Exercise details =>
Lines below that include "SessionProvider" are the answer; copy each one.
START Data section
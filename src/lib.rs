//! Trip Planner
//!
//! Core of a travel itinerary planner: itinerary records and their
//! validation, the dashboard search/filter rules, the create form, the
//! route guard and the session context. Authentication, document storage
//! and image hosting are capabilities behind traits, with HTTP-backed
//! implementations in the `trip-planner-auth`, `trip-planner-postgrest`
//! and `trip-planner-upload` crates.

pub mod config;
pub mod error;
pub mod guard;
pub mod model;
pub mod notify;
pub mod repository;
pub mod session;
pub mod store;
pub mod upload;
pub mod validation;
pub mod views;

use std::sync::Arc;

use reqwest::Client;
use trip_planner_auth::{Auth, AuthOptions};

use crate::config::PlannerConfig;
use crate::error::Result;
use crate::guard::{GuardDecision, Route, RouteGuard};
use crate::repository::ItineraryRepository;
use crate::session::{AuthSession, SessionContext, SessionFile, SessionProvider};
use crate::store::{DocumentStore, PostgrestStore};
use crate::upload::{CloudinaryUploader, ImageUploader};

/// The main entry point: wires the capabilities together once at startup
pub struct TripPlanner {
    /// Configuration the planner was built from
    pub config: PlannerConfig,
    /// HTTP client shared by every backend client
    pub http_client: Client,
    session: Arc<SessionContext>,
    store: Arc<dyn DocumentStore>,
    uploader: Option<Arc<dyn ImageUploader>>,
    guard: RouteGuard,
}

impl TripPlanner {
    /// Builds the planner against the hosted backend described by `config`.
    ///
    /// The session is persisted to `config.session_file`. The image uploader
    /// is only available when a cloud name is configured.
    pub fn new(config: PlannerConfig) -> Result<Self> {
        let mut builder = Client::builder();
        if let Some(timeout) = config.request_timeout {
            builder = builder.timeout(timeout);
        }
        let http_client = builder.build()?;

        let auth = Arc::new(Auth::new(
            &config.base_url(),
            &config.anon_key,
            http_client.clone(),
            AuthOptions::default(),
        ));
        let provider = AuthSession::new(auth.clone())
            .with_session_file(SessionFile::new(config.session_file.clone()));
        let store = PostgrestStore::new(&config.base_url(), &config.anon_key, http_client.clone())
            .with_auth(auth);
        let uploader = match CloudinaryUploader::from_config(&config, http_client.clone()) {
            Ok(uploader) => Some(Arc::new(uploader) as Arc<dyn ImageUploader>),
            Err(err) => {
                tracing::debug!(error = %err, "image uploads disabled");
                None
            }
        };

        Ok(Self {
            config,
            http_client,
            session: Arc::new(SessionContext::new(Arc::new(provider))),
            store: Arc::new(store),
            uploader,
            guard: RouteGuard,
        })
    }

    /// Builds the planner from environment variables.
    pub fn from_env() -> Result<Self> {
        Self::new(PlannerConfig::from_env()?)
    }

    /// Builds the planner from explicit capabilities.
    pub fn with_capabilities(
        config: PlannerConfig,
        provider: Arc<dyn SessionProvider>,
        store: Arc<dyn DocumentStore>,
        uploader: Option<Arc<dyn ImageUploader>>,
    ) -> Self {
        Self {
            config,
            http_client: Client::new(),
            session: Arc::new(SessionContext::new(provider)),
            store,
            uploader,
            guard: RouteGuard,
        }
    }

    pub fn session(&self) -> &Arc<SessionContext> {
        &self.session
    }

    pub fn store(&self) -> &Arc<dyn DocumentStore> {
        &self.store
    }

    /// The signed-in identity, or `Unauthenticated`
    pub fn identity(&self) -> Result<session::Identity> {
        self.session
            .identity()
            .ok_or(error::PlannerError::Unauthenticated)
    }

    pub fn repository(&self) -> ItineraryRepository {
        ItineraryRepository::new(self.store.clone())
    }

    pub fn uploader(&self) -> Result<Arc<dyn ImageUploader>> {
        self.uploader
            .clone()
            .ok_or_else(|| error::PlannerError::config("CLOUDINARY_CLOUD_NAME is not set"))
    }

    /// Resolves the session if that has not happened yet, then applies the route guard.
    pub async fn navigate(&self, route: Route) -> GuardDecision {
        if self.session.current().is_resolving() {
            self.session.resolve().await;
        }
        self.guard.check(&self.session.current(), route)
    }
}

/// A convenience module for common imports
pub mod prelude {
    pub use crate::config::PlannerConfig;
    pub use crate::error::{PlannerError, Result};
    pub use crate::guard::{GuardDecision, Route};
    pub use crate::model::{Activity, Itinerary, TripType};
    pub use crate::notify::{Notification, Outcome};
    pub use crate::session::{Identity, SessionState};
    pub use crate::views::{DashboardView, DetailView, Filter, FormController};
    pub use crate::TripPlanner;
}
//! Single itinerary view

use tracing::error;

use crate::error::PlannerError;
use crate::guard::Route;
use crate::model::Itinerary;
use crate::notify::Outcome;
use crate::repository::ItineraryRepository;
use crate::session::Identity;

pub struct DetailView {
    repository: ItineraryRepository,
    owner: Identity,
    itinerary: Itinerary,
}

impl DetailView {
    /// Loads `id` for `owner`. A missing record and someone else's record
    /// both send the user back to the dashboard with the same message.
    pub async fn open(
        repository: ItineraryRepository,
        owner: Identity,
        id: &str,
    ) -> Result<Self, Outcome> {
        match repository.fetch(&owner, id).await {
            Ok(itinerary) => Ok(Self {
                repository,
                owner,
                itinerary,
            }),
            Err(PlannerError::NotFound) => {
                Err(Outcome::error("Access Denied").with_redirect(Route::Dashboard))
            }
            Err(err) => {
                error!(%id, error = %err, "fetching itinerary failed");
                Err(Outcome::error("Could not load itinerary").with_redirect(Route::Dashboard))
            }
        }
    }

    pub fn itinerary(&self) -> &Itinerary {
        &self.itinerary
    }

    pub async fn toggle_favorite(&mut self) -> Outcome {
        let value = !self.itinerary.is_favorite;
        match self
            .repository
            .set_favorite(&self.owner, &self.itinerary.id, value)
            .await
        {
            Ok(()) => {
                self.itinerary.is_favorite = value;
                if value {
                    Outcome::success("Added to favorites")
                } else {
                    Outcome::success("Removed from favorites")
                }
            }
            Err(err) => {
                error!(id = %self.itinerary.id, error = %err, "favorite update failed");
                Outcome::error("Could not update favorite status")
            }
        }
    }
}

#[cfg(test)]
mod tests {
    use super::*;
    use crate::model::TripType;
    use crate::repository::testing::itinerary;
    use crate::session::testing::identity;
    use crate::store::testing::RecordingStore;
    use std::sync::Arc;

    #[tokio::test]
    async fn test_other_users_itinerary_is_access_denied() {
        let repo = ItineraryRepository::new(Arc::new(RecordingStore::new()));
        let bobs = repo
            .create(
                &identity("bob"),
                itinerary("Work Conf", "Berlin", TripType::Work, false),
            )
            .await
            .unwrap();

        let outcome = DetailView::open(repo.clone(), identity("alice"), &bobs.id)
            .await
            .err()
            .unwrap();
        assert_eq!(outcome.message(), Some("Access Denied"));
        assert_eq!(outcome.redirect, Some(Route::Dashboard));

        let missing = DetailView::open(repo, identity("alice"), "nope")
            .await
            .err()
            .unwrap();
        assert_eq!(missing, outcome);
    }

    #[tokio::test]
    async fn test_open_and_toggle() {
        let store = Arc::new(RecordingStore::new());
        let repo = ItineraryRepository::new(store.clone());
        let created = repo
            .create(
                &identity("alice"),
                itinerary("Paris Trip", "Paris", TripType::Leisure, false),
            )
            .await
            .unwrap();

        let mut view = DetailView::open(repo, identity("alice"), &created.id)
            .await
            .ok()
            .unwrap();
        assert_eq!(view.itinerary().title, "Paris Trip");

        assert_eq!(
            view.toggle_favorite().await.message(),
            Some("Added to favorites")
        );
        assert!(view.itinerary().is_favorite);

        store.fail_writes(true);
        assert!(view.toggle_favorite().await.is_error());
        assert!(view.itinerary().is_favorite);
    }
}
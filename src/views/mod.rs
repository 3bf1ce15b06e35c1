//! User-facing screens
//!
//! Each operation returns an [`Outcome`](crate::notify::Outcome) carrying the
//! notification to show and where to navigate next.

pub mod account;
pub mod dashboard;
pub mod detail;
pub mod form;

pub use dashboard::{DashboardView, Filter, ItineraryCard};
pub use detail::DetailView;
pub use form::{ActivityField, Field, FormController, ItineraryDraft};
END Data section
Result of the exercise =>
use crate::session::{AuthSession, SessionContext, SessionFile, SessionProvider};
        provider: Arc<dyn SessionProvider>,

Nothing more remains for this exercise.